Extracted records.

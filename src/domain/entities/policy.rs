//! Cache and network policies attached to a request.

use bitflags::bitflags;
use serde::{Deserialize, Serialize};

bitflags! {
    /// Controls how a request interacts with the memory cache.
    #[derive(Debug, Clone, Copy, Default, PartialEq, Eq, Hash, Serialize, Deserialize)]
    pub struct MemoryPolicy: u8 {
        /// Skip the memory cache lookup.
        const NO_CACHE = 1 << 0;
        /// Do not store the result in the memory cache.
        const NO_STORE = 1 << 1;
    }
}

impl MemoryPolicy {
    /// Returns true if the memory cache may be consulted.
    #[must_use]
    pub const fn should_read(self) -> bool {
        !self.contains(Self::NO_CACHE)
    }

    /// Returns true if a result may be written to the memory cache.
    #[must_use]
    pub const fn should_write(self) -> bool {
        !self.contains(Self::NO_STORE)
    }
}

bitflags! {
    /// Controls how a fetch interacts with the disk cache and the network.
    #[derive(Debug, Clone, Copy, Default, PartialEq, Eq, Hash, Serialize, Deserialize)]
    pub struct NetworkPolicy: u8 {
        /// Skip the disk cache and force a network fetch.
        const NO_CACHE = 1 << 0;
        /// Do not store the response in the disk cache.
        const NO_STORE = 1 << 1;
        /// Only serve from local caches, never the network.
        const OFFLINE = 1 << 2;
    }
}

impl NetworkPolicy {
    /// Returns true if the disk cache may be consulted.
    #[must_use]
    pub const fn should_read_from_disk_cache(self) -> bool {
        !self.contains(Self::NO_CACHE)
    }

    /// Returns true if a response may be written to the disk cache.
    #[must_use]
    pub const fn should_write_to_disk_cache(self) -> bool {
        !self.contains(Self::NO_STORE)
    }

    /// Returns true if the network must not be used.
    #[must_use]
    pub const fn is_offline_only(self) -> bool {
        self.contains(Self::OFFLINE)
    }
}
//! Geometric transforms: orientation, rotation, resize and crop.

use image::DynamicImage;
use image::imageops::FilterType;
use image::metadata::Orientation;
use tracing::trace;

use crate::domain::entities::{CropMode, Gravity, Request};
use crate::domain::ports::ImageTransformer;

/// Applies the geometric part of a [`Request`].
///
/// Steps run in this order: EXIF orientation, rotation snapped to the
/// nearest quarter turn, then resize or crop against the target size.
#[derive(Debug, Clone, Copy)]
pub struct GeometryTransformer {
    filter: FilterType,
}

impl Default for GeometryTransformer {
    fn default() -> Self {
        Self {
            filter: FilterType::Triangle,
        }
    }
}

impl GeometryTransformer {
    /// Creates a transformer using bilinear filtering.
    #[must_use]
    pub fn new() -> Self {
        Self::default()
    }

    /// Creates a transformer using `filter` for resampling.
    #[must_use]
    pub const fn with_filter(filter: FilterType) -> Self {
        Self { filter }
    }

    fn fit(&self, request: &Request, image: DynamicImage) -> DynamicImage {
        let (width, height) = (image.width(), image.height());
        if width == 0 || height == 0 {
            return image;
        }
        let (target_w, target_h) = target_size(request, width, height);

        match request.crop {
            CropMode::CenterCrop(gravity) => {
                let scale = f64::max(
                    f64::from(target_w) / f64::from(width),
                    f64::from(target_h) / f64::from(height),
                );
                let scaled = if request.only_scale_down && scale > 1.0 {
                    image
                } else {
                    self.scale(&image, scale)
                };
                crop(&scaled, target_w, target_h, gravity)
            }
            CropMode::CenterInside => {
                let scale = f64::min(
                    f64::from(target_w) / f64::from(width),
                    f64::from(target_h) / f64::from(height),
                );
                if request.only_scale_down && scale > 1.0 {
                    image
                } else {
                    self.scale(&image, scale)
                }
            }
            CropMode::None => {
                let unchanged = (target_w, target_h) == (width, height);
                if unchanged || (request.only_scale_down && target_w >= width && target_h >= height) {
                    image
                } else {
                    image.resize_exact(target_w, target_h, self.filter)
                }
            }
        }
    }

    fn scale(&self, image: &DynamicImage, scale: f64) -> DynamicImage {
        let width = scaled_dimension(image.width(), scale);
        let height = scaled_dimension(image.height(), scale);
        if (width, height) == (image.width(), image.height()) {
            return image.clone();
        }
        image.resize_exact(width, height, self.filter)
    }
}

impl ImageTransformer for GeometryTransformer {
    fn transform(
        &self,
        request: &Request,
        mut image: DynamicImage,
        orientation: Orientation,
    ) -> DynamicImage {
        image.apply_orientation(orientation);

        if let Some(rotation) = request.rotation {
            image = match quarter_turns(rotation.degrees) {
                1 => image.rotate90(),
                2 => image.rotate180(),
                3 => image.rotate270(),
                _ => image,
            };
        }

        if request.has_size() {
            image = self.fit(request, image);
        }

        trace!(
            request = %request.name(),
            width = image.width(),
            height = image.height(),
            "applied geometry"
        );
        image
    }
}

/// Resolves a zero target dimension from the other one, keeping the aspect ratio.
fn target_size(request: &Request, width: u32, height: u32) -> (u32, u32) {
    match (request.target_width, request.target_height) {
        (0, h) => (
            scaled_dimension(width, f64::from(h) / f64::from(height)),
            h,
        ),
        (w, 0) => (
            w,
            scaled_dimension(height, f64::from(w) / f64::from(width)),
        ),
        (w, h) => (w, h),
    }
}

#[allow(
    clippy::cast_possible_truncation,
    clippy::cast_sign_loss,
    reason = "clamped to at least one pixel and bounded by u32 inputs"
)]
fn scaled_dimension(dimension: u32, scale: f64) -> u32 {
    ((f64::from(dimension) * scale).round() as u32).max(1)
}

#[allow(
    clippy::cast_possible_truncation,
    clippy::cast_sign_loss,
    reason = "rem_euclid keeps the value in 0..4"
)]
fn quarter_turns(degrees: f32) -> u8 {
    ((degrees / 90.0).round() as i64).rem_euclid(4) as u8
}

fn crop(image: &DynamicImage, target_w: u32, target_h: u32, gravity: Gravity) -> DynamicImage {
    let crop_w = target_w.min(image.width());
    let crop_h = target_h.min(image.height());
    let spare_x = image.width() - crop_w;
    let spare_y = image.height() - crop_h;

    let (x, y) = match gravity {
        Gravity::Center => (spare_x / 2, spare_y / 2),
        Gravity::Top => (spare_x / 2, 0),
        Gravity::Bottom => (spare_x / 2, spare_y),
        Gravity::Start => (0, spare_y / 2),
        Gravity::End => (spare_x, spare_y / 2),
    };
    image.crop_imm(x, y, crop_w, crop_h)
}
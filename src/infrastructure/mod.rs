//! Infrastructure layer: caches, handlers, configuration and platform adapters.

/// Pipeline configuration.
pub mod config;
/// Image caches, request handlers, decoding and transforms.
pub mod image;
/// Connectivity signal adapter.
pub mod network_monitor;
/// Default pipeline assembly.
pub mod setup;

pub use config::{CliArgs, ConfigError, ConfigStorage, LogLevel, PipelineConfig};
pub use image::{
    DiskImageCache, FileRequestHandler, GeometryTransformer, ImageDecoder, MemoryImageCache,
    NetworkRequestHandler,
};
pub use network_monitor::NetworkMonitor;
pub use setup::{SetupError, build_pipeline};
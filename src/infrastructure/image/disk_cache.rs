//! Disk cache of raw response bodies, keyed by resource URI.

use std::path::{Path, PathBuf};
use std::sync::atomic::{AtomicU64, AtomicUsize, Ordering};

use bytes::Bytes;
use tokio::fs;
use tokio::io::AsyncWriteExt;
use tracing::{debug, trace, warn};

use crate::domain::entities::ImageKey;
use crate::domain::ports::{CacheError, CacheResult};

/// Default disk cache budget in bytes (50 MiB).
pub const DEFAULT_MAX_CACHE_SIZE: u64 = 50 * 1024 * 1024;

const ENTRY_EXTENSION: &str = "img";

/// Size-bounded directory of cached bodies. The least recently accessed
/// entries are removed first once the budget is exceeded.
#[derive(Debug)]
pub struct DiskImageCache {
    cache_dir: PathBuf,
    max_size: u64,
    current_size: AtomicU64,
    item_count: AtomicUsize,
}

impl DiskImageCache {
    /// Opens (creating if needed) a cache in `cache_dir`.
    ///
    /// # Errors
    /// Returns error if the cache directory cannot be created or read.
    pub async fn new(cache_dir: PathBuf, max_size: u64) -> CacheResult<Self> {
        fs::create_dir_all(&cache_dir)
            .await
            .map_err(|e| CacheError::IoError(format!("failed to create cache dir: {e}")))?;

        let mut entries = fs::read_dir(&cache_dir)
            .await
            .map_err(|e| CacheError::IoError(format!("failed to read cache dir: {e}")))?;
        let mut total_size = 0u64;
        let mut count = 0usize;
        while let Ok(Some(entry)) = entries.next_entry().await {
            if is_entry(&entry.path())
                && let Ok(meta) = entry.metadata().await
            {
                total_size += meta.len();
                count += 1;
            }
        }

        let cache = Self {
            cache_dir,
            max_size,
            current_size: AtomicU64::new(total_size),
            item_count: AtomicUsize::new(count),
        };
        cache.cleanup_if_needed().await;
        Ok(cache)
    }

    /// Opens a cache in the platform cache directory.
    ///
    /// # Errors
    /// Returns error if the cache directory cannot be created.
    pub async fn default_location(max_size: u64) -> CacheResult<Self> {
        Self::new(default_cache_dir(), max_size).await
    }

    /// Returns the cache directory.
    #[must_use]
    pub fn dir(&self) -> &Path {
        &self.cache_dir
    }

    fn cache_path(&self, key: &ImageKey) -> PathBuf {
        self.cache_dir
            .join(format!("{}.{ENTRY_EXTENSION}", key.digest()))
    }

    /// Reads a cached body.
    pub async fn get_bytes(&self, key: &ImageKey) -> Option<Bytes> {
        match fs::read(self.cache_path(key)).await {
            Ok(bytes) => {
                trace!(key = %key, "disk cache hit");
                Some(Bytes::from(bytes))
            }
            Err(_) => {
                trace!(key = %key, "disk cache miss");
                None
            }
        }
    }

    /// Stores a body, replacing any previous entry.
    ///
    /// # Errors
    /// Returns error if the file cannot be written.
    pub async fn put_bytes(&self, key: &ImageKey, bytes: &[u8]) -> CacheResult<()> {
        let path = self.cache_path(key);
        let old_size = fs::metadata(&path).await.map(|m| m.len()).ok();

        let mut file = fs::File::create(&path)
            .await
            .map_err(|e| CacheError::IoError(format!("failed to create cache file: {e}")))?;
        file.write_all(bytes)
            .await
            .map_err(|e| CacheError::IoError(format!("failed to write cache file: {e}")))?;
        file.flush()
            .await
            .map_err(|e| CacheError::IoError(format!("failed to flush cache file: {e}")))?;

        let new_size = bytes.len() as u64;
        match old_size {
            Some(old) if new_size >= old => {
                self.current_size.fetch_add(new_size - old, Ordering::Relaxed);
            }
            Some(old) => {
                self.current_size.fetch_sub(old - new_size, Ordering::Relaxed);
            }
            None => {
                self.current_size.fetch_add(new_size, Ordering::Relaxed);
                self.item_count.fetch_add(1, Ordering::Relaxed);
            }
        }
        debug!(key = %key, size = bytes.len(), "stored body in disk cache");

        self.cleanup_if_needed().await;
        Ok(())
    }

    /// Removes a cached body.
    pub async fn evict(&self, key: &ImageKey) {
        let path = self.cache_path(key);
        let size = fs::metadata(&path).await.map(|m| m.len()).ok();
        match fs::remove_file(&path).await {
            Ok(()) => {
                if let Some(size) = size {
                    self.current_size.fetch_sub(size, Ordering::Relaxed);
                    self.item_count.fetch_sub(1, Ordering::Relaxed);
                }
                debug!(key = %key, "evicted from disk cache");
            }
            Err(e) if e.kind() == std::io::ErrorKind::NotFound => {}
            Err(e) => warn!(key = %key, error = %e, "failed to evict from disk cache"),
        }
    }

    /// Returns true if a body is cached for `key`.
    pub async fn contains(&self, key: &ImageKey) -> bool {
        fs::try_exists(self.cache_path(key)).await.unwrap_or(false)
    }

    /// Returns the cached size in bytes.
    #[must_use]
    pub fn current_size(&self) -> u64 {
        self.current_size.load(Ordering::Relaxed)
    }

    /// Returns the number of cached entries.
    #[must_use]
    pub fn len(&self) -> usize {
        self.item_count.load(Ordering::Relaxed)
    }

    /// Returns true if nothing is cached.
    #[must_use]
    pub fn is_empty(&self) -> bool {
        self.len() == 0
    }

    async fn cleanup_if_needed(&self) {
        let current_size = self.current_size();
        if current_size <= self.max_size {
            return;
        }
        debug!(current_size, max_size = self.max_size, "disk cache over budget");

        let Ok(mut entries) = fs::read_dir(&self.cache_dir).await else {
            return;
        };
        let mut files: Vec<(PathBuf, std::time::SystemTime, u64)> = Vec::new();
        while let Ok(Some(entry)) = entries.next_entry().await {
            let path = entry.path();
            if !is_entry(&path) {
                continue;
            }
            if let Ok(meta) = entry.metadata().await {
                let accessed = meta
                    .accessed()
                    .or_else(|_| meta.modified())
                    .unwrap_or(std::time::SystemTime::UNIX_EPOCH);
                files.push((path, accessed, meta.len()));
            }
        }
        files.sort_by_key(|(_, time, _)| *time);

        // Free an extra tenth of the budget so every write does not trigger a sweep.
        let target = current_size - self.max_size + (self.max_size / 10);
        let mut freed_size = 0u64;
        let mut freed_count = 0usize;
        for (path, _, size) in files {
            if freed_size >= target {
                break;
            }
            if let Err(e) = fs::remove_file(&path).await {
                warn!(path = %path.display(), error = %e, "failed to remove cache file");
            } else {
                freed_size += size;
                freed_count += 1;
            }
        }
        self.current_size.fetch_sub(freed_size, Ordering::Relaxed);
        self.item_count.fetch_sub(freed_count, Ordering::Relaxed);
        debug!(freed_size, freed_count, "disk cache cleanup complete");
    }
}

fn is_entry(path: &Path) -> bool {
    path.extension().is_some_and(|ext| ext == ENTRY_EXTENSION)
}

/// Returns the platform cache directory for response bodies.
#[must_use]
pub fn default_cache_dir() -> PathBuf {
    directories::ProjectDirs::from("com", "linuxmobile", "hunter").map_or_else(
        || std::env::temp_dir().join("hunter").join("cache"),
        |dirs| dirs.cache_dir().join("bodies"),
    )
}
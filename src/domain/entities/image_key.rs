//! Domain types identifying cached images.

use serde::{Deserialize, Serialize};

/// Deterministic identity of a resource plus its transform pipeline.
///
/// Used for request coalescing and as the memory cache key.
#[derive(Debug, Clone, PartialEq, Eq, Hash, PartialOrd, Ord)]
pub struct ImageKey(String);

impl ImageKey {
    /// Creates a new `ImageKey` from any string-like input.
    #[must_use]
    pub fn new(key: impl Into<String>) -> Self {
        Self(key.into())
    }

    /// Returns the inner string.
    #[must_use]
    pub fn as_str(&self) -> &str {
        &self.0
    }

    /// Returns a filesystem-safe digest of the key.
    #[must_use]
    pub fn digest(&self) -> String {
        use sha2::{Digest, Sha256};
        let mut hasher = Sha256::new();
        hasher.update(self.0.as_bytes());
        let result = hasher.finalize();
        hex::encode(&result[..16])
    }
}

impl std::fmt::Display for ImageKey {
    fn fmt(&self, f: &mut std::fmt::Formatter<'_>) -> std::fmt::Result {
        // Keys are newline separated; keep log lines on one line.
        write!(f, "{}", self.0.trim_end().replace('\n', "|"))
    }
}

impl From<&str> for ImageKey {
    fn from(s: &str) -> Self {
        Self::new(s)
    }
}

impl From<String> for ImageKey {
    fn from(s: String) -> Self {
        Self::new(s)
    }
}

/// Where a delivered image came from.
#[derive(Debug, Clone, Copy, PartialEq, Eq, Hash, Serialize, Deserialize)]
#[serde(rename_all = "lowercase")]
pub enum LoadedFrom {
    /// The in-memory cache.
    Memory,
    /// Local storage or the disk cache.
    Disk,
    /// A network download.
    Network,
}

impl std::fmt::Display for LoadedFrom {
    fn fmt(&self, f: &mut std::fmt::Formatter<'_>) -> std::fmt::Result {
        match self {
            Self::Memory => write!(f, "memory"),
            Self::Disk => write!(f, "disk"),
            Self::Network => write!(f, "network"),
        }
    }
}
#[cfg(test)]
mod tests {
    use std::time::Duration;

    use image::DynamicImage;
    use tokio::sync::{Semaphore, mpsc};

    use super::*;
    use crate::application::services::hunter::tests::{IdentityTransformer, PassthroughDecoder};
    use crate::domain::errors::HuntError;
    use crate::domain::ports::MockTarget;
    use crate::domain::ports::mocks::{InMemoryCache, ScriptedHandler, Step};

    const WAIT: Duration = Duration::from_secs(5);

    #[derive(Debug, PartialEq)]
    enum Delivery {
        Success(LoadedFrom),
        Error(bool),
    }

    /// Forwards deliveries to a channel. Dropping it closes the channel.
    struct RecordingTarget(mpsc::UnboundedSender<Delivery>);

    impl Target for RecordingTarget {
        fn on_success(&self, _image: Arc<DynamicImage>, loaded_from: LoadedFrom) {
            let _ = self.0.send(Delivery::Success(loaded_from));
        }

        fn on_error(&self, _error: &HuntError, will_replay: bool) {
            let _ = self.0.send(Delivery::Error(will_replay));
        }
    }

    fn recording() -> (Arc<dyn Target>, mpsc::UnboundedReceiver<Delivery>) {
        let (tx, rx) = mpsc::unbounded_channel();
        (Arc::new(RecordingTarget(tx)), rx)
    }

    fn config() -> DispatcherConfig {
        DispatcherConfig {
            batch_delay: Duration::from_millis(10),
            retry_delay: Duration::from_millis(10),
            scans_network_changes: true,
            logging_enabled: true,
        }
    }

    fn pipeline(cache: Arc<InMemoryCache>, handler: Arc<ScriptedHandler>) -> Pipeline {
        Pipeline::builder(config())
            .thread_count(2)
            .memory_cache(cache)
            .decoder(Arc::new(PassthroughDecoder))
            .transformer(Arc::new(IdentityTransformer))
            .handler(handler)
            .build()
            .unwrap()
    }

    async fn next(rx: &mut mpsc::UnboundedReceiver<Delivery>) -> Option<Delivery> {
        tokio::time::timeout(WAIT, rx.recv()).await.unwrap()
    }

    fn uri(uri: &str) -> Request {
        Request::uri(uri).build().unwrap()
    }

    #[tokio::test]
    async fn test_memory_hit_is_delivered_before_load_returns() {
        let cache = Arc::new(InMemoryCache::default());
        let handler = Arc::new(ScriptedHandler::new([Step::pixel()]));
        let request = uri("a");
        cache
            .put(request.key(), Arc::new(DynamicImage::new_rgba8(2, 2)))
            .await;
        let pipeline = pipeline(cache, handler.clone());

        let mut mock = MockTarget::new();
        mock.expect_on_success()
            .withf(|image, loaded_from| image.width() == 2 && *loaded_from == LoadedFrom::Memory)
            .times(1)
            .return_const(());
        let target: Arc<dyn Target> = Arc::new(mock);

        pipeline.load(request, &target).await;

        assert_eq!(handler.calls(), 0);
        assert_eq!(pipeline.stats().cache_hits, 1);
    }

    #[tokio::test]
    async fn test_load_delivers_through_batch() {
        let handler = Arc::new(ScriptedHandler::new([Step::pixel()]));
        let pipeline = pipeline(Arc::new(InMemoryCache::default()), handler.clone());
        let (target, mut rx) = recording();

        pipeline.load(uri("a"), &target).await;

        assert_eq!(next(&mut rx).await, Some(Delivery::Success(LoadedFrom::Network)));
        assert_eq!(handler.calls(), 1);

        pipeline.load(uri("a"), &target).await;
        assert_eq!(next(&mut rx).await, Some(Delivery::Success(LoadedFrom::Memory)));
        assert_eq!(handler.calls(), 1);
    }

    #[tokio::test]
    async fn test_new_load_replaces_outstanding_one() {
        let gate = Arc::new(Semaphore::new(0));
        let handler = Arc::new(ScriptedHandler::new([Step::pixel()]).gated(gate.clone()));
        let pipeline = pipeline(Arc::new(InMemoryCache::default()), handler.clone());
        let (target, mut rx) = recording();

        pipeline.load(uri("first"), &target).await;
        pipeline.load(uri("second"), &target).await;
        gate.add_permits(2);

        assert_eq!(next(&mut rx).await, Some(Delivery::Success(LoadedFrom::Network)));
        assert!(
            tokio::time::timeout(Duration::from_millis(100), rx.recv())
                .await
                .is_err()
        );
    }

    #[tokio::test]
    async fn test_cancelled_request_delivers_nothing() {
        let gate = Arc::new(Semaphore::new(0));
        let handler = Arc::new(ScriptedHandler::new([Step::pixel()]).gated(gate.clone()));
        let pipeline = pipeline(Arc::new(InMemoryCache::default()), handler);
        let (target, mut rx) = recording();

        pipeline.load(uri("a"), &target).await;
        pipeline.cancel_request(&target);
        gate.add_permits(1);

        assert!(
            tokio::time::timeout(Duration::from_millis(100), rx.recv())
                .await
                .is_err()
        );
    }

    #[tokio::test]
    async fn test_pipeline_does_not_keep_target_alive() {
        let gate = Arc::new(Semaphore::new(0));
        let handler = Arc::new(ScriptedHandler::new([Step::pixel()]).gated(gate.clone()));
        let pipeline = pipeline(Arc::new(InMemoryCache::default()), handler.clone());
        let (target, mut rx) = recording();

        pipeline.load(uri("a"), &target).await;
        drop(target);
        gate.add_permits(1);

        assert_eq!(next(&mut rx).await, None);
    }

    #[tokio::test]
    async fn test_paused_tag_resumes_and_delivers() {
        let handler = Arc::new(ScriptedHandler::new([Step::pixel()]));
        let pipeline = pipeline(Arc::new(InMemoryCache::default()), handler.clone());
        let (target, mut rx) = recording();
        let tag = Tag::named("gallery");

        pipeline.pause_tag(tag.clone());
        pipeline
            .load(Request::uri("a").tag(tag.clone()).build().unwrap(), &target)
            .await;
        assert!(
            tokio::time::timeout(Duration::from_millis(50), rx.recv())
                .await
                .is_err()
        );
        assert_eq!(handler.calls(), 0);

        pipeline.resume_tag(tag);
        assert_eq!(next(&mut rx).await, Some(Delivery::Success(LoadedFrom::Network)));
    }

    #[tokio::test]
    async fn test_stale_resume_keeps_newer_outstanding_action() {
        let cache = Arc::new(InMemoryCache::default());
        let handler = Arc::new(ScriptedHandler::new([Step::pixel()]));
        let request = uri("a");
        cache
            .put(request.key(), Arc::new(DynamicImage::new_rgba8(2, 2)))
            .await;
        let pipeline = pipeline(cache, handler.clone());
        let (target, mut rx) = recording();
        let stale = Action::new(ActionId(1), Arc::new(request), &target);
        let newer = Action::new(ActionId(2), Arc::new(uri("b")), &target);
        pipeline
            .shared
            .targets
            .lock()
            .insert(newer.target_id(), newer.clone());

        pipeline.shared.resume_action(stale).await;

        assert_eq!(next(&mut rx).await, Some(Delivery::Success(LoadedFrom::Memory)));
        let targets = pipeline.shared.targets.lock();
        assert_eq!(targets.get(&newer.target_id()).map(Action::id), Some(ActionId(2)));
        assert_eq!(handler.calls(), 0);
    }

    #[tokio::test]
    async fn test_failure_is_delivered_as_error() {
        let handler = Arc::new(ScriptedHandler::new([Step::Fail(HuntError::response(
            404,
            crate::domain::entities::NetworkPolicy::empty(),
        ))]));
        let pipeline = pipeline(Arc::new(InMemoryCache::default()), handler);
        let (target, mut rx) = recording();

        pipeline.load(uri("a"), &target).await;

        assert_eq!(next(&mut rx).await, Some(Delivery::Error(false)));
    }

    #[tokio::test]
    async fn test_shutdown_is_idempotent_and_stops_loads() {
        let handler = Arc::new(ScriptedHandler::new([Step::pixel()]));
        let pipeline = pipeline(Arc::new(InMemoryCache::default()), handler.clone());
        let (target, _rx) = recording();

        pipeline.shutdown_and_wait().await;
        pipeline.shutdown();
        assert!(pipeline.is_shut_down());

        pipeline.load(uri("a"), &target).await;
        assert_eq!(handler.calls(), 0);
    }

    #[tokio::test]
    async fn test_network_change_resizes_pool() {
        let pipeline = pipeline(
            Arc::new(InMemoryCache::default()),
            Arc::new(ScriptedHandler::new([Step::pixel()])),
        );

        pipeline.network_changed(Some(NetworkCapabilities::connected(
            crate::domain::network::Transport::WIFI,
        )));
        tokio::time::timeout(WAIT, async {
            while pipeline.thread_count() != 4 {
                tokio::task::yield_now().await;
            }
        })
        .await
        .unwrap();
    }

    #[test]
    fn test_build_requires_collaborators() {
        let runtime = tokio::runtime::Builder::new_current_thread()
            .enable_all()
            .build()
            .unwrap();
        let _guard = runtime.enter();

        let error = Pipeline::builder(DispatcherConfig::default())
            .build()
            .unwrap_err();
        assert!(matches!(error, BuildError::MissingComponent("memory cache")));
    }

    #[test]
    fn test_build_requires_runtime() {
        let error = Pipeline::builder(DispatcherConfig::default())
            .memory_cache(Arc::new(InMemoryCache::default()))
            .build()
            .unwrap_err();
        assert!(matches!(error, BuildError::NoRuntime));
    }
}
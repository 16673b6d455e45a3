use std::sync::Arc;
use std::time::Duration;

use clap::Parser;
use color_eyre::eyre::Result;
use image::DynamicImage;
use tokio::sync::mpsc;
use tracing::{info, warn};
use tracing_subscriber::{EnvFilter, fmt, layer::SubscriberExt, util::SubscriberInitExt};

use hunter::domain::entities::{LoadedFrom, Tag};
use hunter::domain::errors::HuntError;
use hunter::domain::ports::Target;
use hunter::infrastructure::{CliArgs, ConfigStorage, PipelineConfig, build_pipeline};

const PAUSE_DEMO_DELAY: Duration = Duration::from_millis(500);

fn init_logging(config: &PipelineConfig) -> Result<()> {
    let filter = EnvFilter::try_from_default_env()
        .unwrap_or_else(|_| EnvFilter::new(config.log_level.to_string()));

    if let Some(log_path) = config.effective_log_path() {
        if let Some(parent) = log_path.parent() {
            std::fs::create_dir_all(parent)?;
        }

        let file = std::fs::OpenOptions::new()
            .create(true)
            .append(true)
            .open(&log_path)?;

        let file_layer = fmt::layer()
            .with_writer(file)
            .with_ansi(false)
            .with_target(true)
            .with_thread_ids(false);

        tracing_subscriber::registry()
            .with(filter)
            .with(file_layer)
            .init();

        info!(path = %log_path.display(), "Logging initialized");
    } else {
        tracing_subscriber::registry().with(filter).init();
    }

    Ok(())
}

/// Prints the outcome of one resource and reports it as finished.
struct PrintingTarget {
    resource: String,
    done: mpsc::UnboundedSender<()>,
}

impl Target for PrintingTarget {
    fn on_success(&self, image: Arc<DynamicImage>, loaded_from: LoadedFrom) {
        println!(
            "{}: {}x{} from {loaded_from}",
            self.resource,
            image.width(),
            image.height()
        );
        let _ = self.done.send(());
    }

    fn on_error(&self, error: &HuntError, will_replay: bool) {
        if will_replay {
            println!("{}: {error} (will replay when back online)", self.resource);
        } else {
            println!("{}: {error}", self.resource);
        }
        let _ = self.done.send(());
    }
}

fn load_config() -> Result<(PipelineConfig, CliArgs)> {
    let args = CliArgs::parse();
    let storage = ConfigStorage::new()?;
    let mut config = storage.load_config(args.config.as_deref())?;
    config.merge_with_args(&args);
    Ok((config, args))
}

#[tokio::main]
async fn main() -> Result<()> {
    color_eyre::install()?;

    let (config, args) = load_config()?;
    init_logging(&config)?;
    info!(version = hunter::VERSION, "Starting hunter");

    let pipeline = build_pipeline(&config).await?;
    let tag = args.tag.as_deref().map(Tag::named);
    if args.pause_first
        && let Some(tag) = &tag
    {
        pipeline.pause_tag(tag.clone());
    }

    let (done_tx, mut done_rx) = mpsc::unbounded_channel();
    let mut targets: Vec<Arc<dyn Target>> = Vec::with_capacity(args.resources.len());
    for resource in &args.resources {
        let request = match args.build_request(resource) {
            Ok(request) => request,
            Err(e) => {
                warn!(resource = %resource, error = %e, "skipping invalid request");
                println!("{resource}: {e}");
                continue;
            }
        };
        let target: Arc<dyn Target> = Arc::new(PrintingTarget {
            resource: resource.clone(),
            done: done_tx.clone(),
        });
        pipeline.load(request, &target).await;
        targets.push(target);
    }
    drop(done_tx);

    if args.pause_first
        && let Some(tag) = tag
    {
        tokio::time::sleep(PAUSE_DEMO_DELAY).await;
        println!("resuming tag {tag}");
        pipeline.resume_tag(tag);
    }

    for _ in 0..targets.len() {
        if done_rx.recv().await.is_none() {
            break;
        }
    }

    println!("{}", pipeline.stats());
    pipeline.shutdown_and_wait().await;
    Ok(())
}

Problem to work on. If a line in the records above contains the string "written", copy that line out.

Task output.
    /// Returns true if a result may be written to the memory cache.
    /// Returns true if a response may be written to the disk cache.
    /// Returns error if the file cannot be written.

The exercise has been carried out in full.